A new survey of public opinion released today by the German Marshall Fund of the United States shows strong support for ‘consumer agenda’ in EU and US agriculture policies focused on food safety, the environment and the food supply. There was significantly less support for producer-oriented priorities like providing emergency financial relief to farmers, insuring farmers against unpredictable market conditions and preserving small family farms.
The survey was conducted in the United States and six EU member states (Germany, France, Italy, Poland, Slovakia and the UK). Taking the European sample as a whole, the ‘consumer agenda’ is ahead by 9 percentage points. The strongest support was found in Slovakia (+37%), Italy (+28%) and the UK (+17%). US respondents supported the consumer agenda by a margin of 26 percentage points.
Only in Poland did the producer agenda predominate, largely because of a strong desire for preserving small family farms. 23 per cent of Polish respondents saw this as the top priority for agricultural policy. The other country where small farms were the top priority is Germany (29 per cent of respondents). In contrast, 42 per cent of EU farm subsidies in Poland go to the top 10 per cent of recipients. In Germany, 54 per cent of CAP farm subsidies go to the top 10 per cent of recipients.
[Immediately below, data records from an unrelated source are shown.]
pub mod evidence;
pub use evidence::EvidenceService;

pub mod classification_service;
pub mod classification_service_impl;
pub use classification_service::{
    BatchOptions, BatchReport, Classification, ClassificationError, ClassificationService,
    ClassifyOptions, ClassifyOutcome,
};
pub use classification_service_impl::SeaOrmClassificationService;

pub mod profile_migration;
pub use profile_migration::{MigrationReport, ProfileMigrationService};
use crate::config::Config;
use crate::services::ClassificationService;

pub async fn cmd_reset(config: &Config, include_protected: bool) -> anyhow::Result<()> {
    let service = super::build_classification_service(config).await?;
    let cleared = service.reset(include_protected).await?;

    println!("✓ Cleared {cleared} profile(s)");
    if !include_protected {
        println!("  Expert presets were kept. Use --include-protected to clear them too.");
    }
    Ok(())
}
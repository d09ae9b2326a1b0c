//! The persisted `apt_profile` document.
//!
//! Version 1 is the only shape written. Anything without a `version` field
//! is treated as a legacy document and goes through [`super::legacy`].

use serde::{Deserialize, Serialize};
use thiserror::Error;

use super::archetype::ArchetypeCode;
use super::axis::{Axis, AxisScores, SubScores, MAX_SCORE, MIN_SCORE};
use super::resolver::{PrimaryType, Resolution};
use crate::constants::profile::{PROTECTED_SOURCES, SCHEMA_VERSION};

/// Tolerance for comparing stored floats against derived values.
const EPSILON: f64 = 0.011;

#[derive(Debug, Error)]
pub enum ProfileError {
    #[error("profile is not valid JSON: {0}")]
    Json(#[from] serde_json::Error),

    #[error("unsupported profile version {0}")]
    UnsupportedVersion(u64),

    #[error("invalid profile: {0}")]
    Invalid(String),

    #[error("unrecognized legacy profile: {0}")]
    UnrecognizedLegacy(String),
}

fn invalid(message: impl Into<String>) -> ProfileError {
    ProfileError::Invalid(message.into())
}

#[derive(Debug, Clone, PartialEq, Serialize, Deserialize)]
#[serde(deny_unknown_fields)]
pub struct Dimensions {
    #[serde(rename = "L_S")]
    pub l_s: f64,
    #[serde(rename = "A_R")]
    pub a_r: f64,
    #[serde(rename = "E_M")]
    pub e_m: f64,
    #[serde(rename = "F_C")]
    pub f_c: f64,
    #[serde(default, skip_serializing_if = "Option::is_none")]
    pub sub: Option<SubScores>,
}

impl Dimensions {
    #[must_use]
    pub fn from_scores(scores: &AxisScores) -> Self {
        Self {
            l_s: scores.get(Axis::LoneSocial),
            a_r: scores.get(Axis::AbstractRepresentational),
            e_m: scores.get(Axis::EmotionalMeaning),
            f_c: scores.get(Axis::FlowConstructive),
            sub: scores.sub_scores().copied(),
        }
    }

    #[must_use]
    pub const fn get(&self, axis: Axis) -> f64 {
        match axis {
            Axis::LoneSocial => self.l_s,
            Axis::AbstractRepresentational => self.a_r,
            Axis::EmotionalMeaning => self.e_m,
            Axis::FlowConstructive => self.f_c,
        }
    }

    #[must_use]
    pub fn to_scores(&self) -> AxisScores {
        match self.sub {
            Some(sub) => AxisScores::from_sub_scores(sub),
            None => AxisScores::from_main(self.l_s, self.a_r, self.e_m, self.f_c),
        }
    }

    fn validate(&self) -> Result<(), ProfileError> {
        for axis in Axis::ALL {
            let value = self.get(axis);
            if !value.is_finite() || !(MIN_SCORE..=MAX_SCORE).contains(&value) {
                return Err(invalid(format!("{axis} score {value} outside 0-100")));
            }
        }

        if let Some(sub) = &self.sub {
            if !sub.in_range() {
                return Err(invalid("sub-score outside 0-100"));
            }
            for axis in Axis::ALL {
                if (sub.axis_score(axis) - self.get(axis)).abs() > EPSILON {
                    return Err(invalid(format!(
                        "{axis} score {} does not match its sub-scores",
                        self.get(axis)
                    )));
                }
            }
        }

        Ok(())
    }
}

#[derive(Debug, Clone, PartialEq, Serialize, Deserialize)]
#[serde(deny_unknown_fields)]
pub struct ProfileMeta {
    pub confidence: f64,
    pub source: String,
    pub reasoning: String,
    pub data_sources: Vec<String>,
    pub classification_method: String,
    pub timestamp: String,
}

#[derive(Debug, Clone, PartialEq, Serialize, Deserialize)]
#[serde(deny_unknown_fields)]
pub struct AptProfile {
    pub version: u32,
    pub dimensions: Dimensions,
    pub primary_types: Vec<PrimaryType>,
    pub meta: ProfileMeta,
}

/// A stored document after parsing: either already current, or migrated
/// from a legacy shape and in need of rewriting.
#[derive(Debug, Clone, PartialEq)]
pub enum StoredProfile {
    Current(AptProfile),
    Migrated(AptProfile),
}

impl StoredProfile {
    #[must_use]
    pub fn into_profile(self) -> AptProfile {
        match self {
            Self::Current(profile) | Self::Migrated(profile) => profile,
        }
    }

    #[must_use]
    pub const fn profile(&self) -> &AptProfile {
        match self {
            Self::Current(profile) | Self::Migrated(profile) => profile,
        }
    }

    #[must_use]
    pub const fn was_migrated(&self) -> bool {
        matches!(self, Self::Migrated(_))
    }
}

/// Everything needed to assemble a profile from a pipeline run.
#[derive(Debug, Clone)]
pub struct ProfileDraft<'a> {
    pub scores: &'a AxisScores,
    pub resolution: &'a Resolution,
    pub source: &'a str,
    pub method: &'a str,
    pub reasoning: String,
    pub data_sources: Vec<String>,
    pub timestamp: String,
}

impl AptProfile {
    #[must_use]
    pub fn from_draft(draft: ProfileDraft<'_>) -> Self {
        Self {
            version: SCHEMA_VERSION,
            dimensions: Dimensions::from_scores(draft.scores),
            primary_types: draft.resolution.primary_types.clone(),
            meta: ProfileMeta {
                confidence: draft.resolution.confidence,
                source: draft.source.to_string(),
                reasoning: draft.reasoning,
                data_sources: draft.data_sources,
                classification_method: draft.method.to_string(),
                timestamp: draft.timestamp,
            },
        }
    }

    /// Parses a version-1 document strictly.
    pub fn from_json(json: &str) -> Result<Self, ProfileError> {
        let value: serde_json::Value = serde_json::from_str(json)?;
        Self::from_value(value)
    }

    fn from_value(value: serde_json::Value) -> Result<Self, ProfileError> {
        match value.get("version").and_then(serde_json::Value::as_u64) {
            Some(v) if v == u64::from(SCHEMA_VERSION) => {}
            Some(v) => return Err(ProfileError::UnsupportedVersion(v)),
            None => return Err(invalid("missing version")),
        }

        let profile: Self = serde_json::from_value(value)?;
        profile.validate()?;
        Ok(profile)
    }

    /// Parses whatever is stored in the column, migrating legacy shapes.
    pub fn parse_stored(json: &str, fallback_timestamp: &str) -> Result<StoredProfile, ProfileError> {
        let value: serde_json::Value = serde_json::from_str(json)?;
        if value.get("version").is_some() {
            Self::from_value(value).map(StoredProfile::Current)
        } else {
            super::legacy::migrate(&value, &super::legacy::LegacyHints::default(), fallback_timestamp)
                .map(StoredProfile::Migrated)
        }
    }

    /// Validates and serializes. Output is stable for equal profiles.
    pub fn to_json(&self) -> Result<String, ProfileError> {
        self.validate()?;
        Ok(serde_json::to_string(self)?)
    }

    pub fn validate(&self) -> Result<(), ProfileError> {
        if self.version != SCHEMA_VERSION {
            return Err(ProfileError::UnsupportedVersion(u64::from(self.version)));
        }

        self.dimensions.validate()?;
        validate_primary_types(&self.primary_types)?;

        let confidence = self.meta.confidence;
        if !confidence.is_finite() || !(0.0..=1.0).contains(&confidence) {
            return Err(invalid(format!("confidence {confidence} outside 0-1")));
        }
        if self.meta.source.trim().is_empty() {
            return Err(invalid("meta.source is empty"));
        }
        if self.meta.classification_method.trim().is_empty() {
            return Err(invalid("meta.classification_method is empty"));
        }

        Ok(())
    }

    #[must_use]
    pub fn is_protected(&self) -> bool {
        is_protected_source(&self.meta.source)
    }

    #[must_use]
    pub fn primary(&self) -> Option<ArchetypeCode> {
        self.primary_types.first().map(|t| t.code)
    }

    /// Equality that ignores `meta.timestamp`.
    #[must_use]
    pub fn same_content(&self, other: &Self) -> bool {
        let mut a = self.clone();
        a.meta.timestamp.clear();
        let mut b = other.clone();
        b.meta.timestamp.clear();
        a == b
    }
}

#[must_use]
pub fn is_protected_source(source: &str) -> bool {
    PROTECTED_SOURCES
        .iter()
        .any(|protected| protected.eq_ignore_ascii_case(source.trim()))
}

pub fn validate_primary_types(types: &[PrimaryType]) -> Result<(), ProfileError> {
    if types.is_empty() {
        return Err(invalid("primary_types is empty"));
    }
    if types.len() > 3 {
        return Err(invalid(format!("{} primary types, at most 3", types.len())));
    }

    for (i, entry) in types.iter().enumerate() {
        if usize::from(entry.rank) != i + 1 {
            return Err(invalid(format!(
                "primary type {} has rank {}, expected {}",
                entry.code,
                entry.rank,
                i + 1
            )));
        }
        if !entry.weight.is_finite() || entry.weight <= 0.0 || entry.weight > 1.0 {
            return Err(invalid(format!(
                "weight {} of {} outside (0, 1]",
                entry.weight, entry.code
            )));
        }
        if types[..i].iter().any(|earlier| earlier.code == entry.code) {
            return Err(invalid(format!("duplicate primary type {}", entry.code)));
        }
    }

    if types.windows(2).any(|pair| pair[1].weight > pair[0].weight) {
        return Err(invalid("weights increase with rank"));
    }

    let total: f64 = types.iter().map(|t| t.weight).sum();
    if total > 1.0 + 1e-9 {
        return Err(invalid(format!("weights sum to {total}")));
    }

    Ok(())
}

#[cfg(test)]
mod tests {
    use super::*;
    use crate::apt::resolver::{resolve, ResolverSettings};

    fn sample() -> AptProfile {
        let scores = AxisScores::from_main(20.0, 30.0, 70.0, 60.0);
        let resolution = resolve(&scores, 0.6, 3, &ResolverSettings::default());
        AptProfile::from_draft(ProfileDraft {
            scores: &scores,
            resolution: &resolution,
            source: "rule_based_v1",
            method: "rule_table_euclidean",
            reasoning: "test".to_string(),
            data_sources: vec!["wikipedia".to_string()],
            timestamp: "2026-01-01T00:00:00Z".to_string(),
        })
    }

    #[test]
    fn test_roundtrip_preserves_invariants() {
        let profile = sample();
        let json = profile.to_json().unwrap();
        assert!(json.starts_with("{\"version\":1,"));

        let back = AptProfile::from_json(&json).unwrap();
        assert_eq!(back, profile);
        assert_eq!(back.primary(), Some(ArchetypeCode::Lamc));
        back.validate().unwrap();
    }

    #[test]
    fn test_rejects_unknown_fields_and_versions() {
        let mut value = serde_json::to_value(sample()).unwrap();
        value["extra"] = serde_json::json!(true);
        assert!(AptProfile::from_json(&value.to_string()).is_err());

        let mut value = serde_json::to_value(sample()).unwrap();
        value["version"] = serde_json::json!(2);
        assert!(matches!(
            AptProfile::from_json(&value.to_string()),
            Err(ProfileError::UnsupportedVersion(2))
        ));
    }

    #[test]
    fn test_rejects_broken_invariants() {
        let mut profile = sample();
        profile.primary_types.clear();
        assert!(profile.validate().is_err());

        let mut profile = sample();
        profile.primary_types[0].weight = 0.01;
        assert!(profile.validate().is_err());

        let mut profile = sample();
        profile.dimensions.l_s = 140.0;
        assert!(profile.validate().is_err());

        let mut profile = sample();
        profile.meta.confidence = 1.5;
        assert!(profile.validate().is_err());
    }

    #[test]
    fn test_sub_scores_must_match_main() {
        let mut sub = SubScores::neutral();
        sub.solitude = 80.0;
        let scores = AxisScores::from_sub_scores(sub);
        let mut profile = sample();
        profile.dimensions = Dimensions::from_scores(&scores);
        profile.validate().unwrap();

        profile.dimensions.l_s = 45.0;
        assert!(profile.validate().is_err());
    }

    #[test]
    fn test_same_content_ignores_timestamp() {
        let a = sample();
        let mut b = sample();
        b.meta.timestamp = "2027-06-01T12:00:00Z".to_string();
        assert!(a.same_content(&b));
        b.meta.confidence = 0.1;
        assert!(!a.same_content(&b));
    }

    #[test]
    fn test_protected_sources() {
        assert!(is_protected_source("expert_preset"));
        assert!(is_protected_source(" Expert_Preset "));
        assert!(!is_protected_source("rule_based_v1"));
    }
}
The respondents in the survey were asked to select their top priority for agricultural policy from the following six options:
- Ensuring a plentiful supply of food
- Ensuring safe food
- Protecting the environment
- Providing emergency relief for farmers
- Preserving small family farms
- Insuring farmers against unpredictable market conditions
Food safety was the top concern for respondents in Italy (28%), Slovakia (28%) and the US (27%). In the UK the top priority was the supply of food, with 24 per cent of respondents selecting this as their top priority. In France, the most popular priority was environmental protection, with 27 per cent of respondents choosing this option, and 23 per cent choosing environmental protection. This is a very interesting result since the traditionally very powerful French farm lobby can be seen to be losing ground to environmental and consumer protection interests.
The other agricultural questions in the GMF survey concerned biofuels. The survey found robust support for biofuels as a way of tackling climate change (68 per cent in the EU) and increasing energy security (71 per cent in the EU), despite the mounting evidence that these gains are illusory or insignificant. See, for instance, the work of Ron Steenblik and colleagues at the International Institute for Sustainable Development. The biofuels boosters would seem to have retained their momentum into 2007, although the survey did find that 56 per cent of respondents agreed that biofuels production will result in increased food prices (37 per cent disagreed).
Link: German Marshall Fund ‘Perspectives on Trade and Poverty Reduction’ 2007.